The story climaxed with Brittany being accepted to the USMA Prep School in Ft. Monmouth, NJ. The article went on the say that, with only a couple of weeks left before she had to report, she was having a hard time raising the $600 needed to buy the basic necessities she would be required to have upon arrival at the prep school. I was so inspired by this young women's determination that I immediately contacted the articles author and the Alva family made a pledge to help. I wrote her a note along with my check and wished her the best of luck. I've thought about her from time to time over the last year and wondered how she was handling the rigors of army life at USMAPS.

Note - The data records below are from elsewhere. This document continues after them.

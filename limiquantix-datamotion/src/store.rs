//! Volume and snapshot record stores.
//!
//! The relational schema behind these traits lives outside this crate;
//! the in-memory implementations back tests and development setups.

use async_trait::async_trait;
use std::collections::HashMap;
use std::sync::atomic::{AtomicU64, Ordering};
use std::sync::Arc;
use tokio::sync::RwLock;
use tracing::debug;

use crate::error::{DataMotionError, Result};
use crate::lifecycle::VolumeEvent;
use crate::types::{Snapshot, SnapshotId, Volume, VolumeId};

/// Persisted volume metadata.
#[async_trait]
pub trait VolumeStore: Send + Sync {
    /// Look up a volume by internal id.
    async fn find_by_id(&self, id: VolumeId) -> Result<Option<Volume>>;

    /// Look up a volume by its stable external identity.
    async fn find_by_uuid(&self, uuid: &str) -> Result<Option<Volume>>;

    /// Insert a new record; the store assigns the id.
    async fn persist(&self, volume: Volume) -> Result<Volume>;

    /// Overwrite an existing record.
    async fn update(&self, volume: &Volume) -> Result<()>;

    /// Exchange the external identities of two records.
    ///
    /// After the call `dest_id` carries the uuid `src_id` had, and vice versa.
    async fn update_uuid(&self, src_id: VolumeId, dest_id: VolumeId) -> Result<()>;

    /// Remove a record.
    async fn remove(&self, id: VolumeId) -> Result<()>;

    /// Apply a lifecycle event to a stored volume and persist the new state.
    async fn process_event(&self, id: VolumeId, event: VolumeEvent) -> Result<Volume> {
        let mut volume = self
            .find_by_id(id)
            .await?
            .ok_or_else(|| DataMotionError::VolumeNotFound(id.to_string()))?;

        let next = volume.state.on_event(event)?;
        debug!(volume_id = %id, from = %volume.state, to = %next, event = %event, "Volume state transition");
        volume.state = next;
        self.update(&volume).await?;

        Ok(volume)
    }
}

/// Persisted snapshot metadata.
#[async_trait]
pub trait SnapshotStore: Send + Sync {
    /// Insert a new record; the store assigns the id.
    async fn persist(&self, snapshot: Snapshot) -> Result<Snapshot>;

    /// Look up a snapshot by id.
    async fn find_by_id(&self, id: SnapshotId) -> Result<Option<Snapshot>>;

    /// All snapshots taken from a volume.
    async fn list_by_volume_id(&self, volume_id: VolumeId) -> Result<Vec<Snapshot>>;

    /// Re-point every snapshot of `old_id` to `new_id`. Returns the number moved.
    async fn update_volume_ids(&self, old_id: VolumeId, new_id: VolumeId) -> Result<usize>;
}

/// In-memory volume store.
#[derive(Default)]
pub struct InMemoryVolumeStore {
    volumes: Arc<RwLock<HashMap<VolumeId, Volume>>>,
    next_id: AtomicU64,
}

impl InMemoryVolumeStore {
    pub fn new() -> Self {
        Self::default()
    }

    /// Snapshot of all records, ordered by id.
    pub async fn list(&self) -> Vec<Volume> {
        let volumes = self.volumes.read().await;
        let mut all: Vec<Volume> = volumes.values().cloned().collect();
        all.sort_by_key(|v| v.id);
        all
    }
}

#[async_trait]
impl VolumeStore for InMemoryVolumeStore {
    async fn find_by_id(&self, id: VolumeId) -> Result<Option<Volume>> {
        let volumes = self.volumes.read().await;
        Ok(volumes.get(&id).cloned())
    }

    async fn find_by_uuid(&self, uuid: &str) -> Result<Option<Volume>> {
        let volumes = self.volumes.read().await;
        Ok(volumes.values().find(|v| v.uuid == uuid).cloned())
    }

    async fn persist(&self, mut volume: Volume) -> Result<Volume> {
        volume.id = VolumeId(self.next_id.fetch_add(1, Ordering::SeqCst) + 1);

        let mut volumes = self.volumes.write().await;
        if volumes.values().any(|v| v.uuid == volume.uuid) {
            return Err(DataMotionError::Persistence(format!(
                "Duplicate volume uuid {}",
                volume.uuid
            )));
        }
        volumes.insert(volume.id, volume.clone());

        Ok(volume)
    }

    async fn update(&self, volume: &Volume) -> Result<()> {
        let mut volumes = self.volumes.write().await;
        let slot = volumes
            .get_mut(&volume.id)
            .ok_or_else(|| DataMotionError::VolumeNotFound(volume.id.to_string()))?;
        *slot = volume.clone();
        Ok(())
    }

    async fn update_uuid(&self, src_id: VolumeId, dest_id: VolumeId) -> Result<()> {
        let mut volumes = self.volumes.write().await;

        let src_uuid = volumes
            .get(&src_id)
            .map(|v| v.uuid.clone())
            .ok_or_else(|| DataMotionError::VolumeNotFound(src_id.to_string()))?;
        let dest_uuid = volumes
            .get(&dest_id)
            .map(|v| v.uuid.clone())
            .ok_or_else(|| DataMotionError::VolumeNotFound(dest_id.to_string()))?;

        if let Some(src) = volumes.get_mut(&src_id) {
            src.uuid = dest_uuid;
        }
        if let Some(dest) = volumes.get_mut(&dest_id) {
            dest.uuid = src_uuid;
        }

        Ok(())
    }

    async fn remove(&self, id: VolumeId) -> Result<()> {
        let mut volumes = self.volumes.write().await;
        volumes
            .remove(&id)
            .map(|_| ())
            .ok_or_else(|| DataMotionError::VolumeNotFound(id.to_string()))
    }
}

/// In-memory snapshot store.
#[derive(Default)]
pub struct InMemorySnapshotStore {
    snapshots: Arc<RwLock<HashMap<SnapshotId, Snapshot>>>,
    next_id: AtomicU64,
}

impl InMemorySnapshotStore {
    pub fn new() -> Self {
        Self::default()
    }
}

#[async_trait]
impl SnapshotStore for InMemorySnapshotStore {
    async fn persist(&self, mut snapshot: Snapshot) -> Result<Snapshot> {
        snapshot.id = SnapshotId(self.next_id.fetch_add(1, Ordering::SeqCst) + 1);

        let mut snapshots = self.snapshots.write().await;
        snapshots.insert(snapshot.id, snapshot.clone());

        Ok(snapshot)
    }

    async fn find_by_id(&self, id: SnapshotId) -> Result<Option<Snapshot>> {
        let snapshots = self.snapshots.read().await;
        Ok(snapshots.get(&id).cloned())
    }

    async fn list_by_volume_id(&self, volume_id: VolumeId) -> Result<Vec<Snapshot>> {
        let snapshots = self.snapshots.read().await;
        let mut found: Vec<Snapshot> = snapshots
            .values()
            .filter(|s| s.volume_id == volume_id)
            .cloned()
            .collect();
        found.sort_by_key(|s| s.id);
        Ok(found)
    }

    async fn update_volume_ids(&self, old_id: VolumeId, new_id: VolumeId) -> Result<usize> {
        let mut snapshots = self.snapshots.write().await;
        let mut moved = 0;
        for snapshot in snapshots.values_mut().filter(|s| s.volume_id == old_id) {
            snapshot.volume_id = new_id;
            moved += 1;
        }
        Ok(moved)
    }
}

#[cfg(test)]
mod tests {
    use super::*;
    use crate::lifecycle::VolumeState;
    use crate::types::PoolId;

    #[tokio::test]
    async fn test_persist_assigns_ids() {
        let store = InMemoryVolumeStore::new();
        let a = store.persist(Volume::new("a", 1024, PoolId(1))).await.unwrap();
        let b = store.persist(Volume::new("b", 1024, PoolId(1))).await.unwrap();

        assert_ne!(a.id, b.id);
        assert_eq!(store.find_by_id(a.id).await.unwrap().unwrap().name, "a");
        assert_eq!(store.find_by_uuid(&b.uuid).await.unwrap().unwrap().id, b.id);
    }

    #[tokio::test]
    async fn test_update_uuid_swaps_identity() {
        let store = InMemoryVolumeStore::new();
        let src = store.persist(Volume::new("src", 1024, PoolId(1))).await.unwrap();
        let dest = store.persist(Volume::new("dest", 1024, PoolId(2))).await.unwrap();

        store.update_uuid(src.id, dest.id).await.unwrap();

        let promoted = store.find_by_uuid(&src.uuid).await.unwrap().unwrap();
        assert_eq!(promoted.id, dest.id);
        assert_eq!(promoted.pool_id, Some(PoolId(2)));

        let retired = store.find_by_id(src.id).await.unwrap().unwrap();
        assert_eq!(retired.uuid, dest.uuid);
    }

    #[tokio::test]
    async fn test_process_event_persists_state() {
        let store = InMemoryVolumeStore::new();
        let vol = store.persist(Volume::new("vol", 1024, PoolId(1))).await.unwrap();

        let vol = store
            .process_event(vol.id, VolumeEvent::MigrationRequested)
            .await
            .unwrap();
        assert_eq!(vol.state, VolumeState::Migrating);
        assert_eq!(
            store.find_by_id(vol.id).await.unwrap().unwrap().state,
            VolumeState::Migrating
        );

        let err = store
            .process_event(vol.id, VolumeEvent::MigrationRequested)
            .await
            .unwrap_err();
        assert!(matches!(err, DataMotionError::InvalidStateTransition(_)));
    }

    #[tokio::test]
    async fn test_remove_missing_volume() {
        let store = InMemoryVolumeStore::new();
        assert!(store.remove(VolumeId(42)).await.is_err());
    }

    #[tokio::test]
    async fn test_snapshot_relink() {
        let store = InMemorySnapshotStore::new();
        store.persist(Snapshot::new("s1", VolumeId(1))).await.unwrap();
        store.persist(Snapshot::new("s2", VolumeId(1))).await.unwrap();
        store.persist(Snapshot::new("s3", VolumeId(2))).await.unwrap();

        let moved = store.update_volume_ids(VolumeId(1), VolumeId(7)).await.unwrap();
        assert_eq!(moved, 2);
        assert!(store.list_by_volume_id(VolumeId(1)).await.unwrap().is_empty());
        assert_eq!(store.list_by_volume_id(VolumeId(7)).await.unwrap().len(), 2);
        assert_eq!(store.list_by_volume_id(VolumeId(2)).await.unwrap().len(), 1);
    }
}
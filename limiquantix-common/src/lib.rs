//! # limiquantix Common
//!
//! Shared utilities for the limiquantix agent components.
//!
//! ## Logging
//!
//! ```rust,ignore
//! use limiquantix_common::{init_logging, LoggingConfig};
//!
//! // Initialize with level
//! init_logging("info").unwrap();
//!
//! // Or from a config section
//! limiquantix_common::init_from_config(&LoggingConfig::default()).unwrap();
//! ```

pub mod logging;

pub use logging::{
    init_from_config,
    init_logging,
    init_logging_json,
    init_test_logging,
    LogFormat,
    LoggingConfig,
};
//! Agent command channel.
//!
//! Sends a typed command to one host's agent and waits for its answer.
//! Transport problems surface as [`ChannelError`]; everything the agent
//! itself reports travels inside [`Answer`].

mod commands;

pub use commands::*;

use async_trait::async_trait;
use std::time::Duration;
use tracing::{debug, warn};

use crate::error::ChannelError;
use crate::types::HostId;

/// Synchronous request/answer channel to host agents.
#[async_trait]
pub trait AgentChannel: Send + Sync {
    /// Send `command` to the agent on `host_id` and await its answer.
    async fn send(&self, host_id: HostId, command: AgentCommand) -> Result<Answer, ChannelError>;
}

/// Send a command, converting an overrun of `timeout` into
/// [`ChannelError::OperationTimedOut`].
pub async fn send_with_timeout(
    channel: &dyn AgentChannel,
    host_id: HostId,
    command: AgentCommand,
    timeout: Duration,
) -> Result<Answer, ChannelError> {
    let name = command.name();
    debug!(host_id = %host_id, command = name, timeout_secs = timeout.as_secs(), "Sending agent command");

    match tokio::time::timeout(timeout, channel.send(host_id, command)).await {
        Ok(Ok(answer)) => {
            debug!(host_id = %host_id, command = name, result = answer.result, details = %answer.details, "Agent answered");
            Ok(answer)
        }
        Ok(Err(e)) => {
            warn!(host_id = %host_id, command = name, error = %e, "Agent command failed");
            Err(e)
        }
        Err(_) => {
            warn!(host_id = %host_id, command = name, "Agent command timed out");
            Err(ChannelError::OperationTimedOut(host_id.to_string(), timeout.as_secs()))
        }
    }
}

Well, Sunday my questions were answered. According to a FULL PAGE article that started on the front page, Brittany graduated at the top of her class and was accepted to the USMA class of 2011. She was given the Commandant’s Award for her academic achievement and leadership prowess. Oh yeah, turns out that the Alva’s weren’t the only ones who were inspired by Brittany’s story a year ago. The article stated that Atlantans had donated close to $30,000 towards Brittany’s cause. Money she will need to get her set up as a new cadet at West Point when she reports for “Beast Barracks” the first week of July (while tuition is waved at the academies, cadets are on the hook for everything else).

The Alva family is hoping to get up to West Point for a football game this fall and I will most definitely be looking for Brittany's cadet company in the crowd so that I can personally shake her hand, introduce her to my daughter, and let her know that she is a hero to me. I’ve always contended that many citizens of this country just don’t know how great these kids are that go to our nations service academies. Ladies and Gentlemen, meet New Cadet Brittany O’Connell, USMA Class of 2011. Good luck young lady and BEAT NAVY!

1 Comments:

At 12:10 PM, May 21, 2007, Blogger Jackson said...

A wonderful staory and I'm sure she'll aquit herself well. Let's hope we can clean up the state of American Foreign Policy by the time she graduates.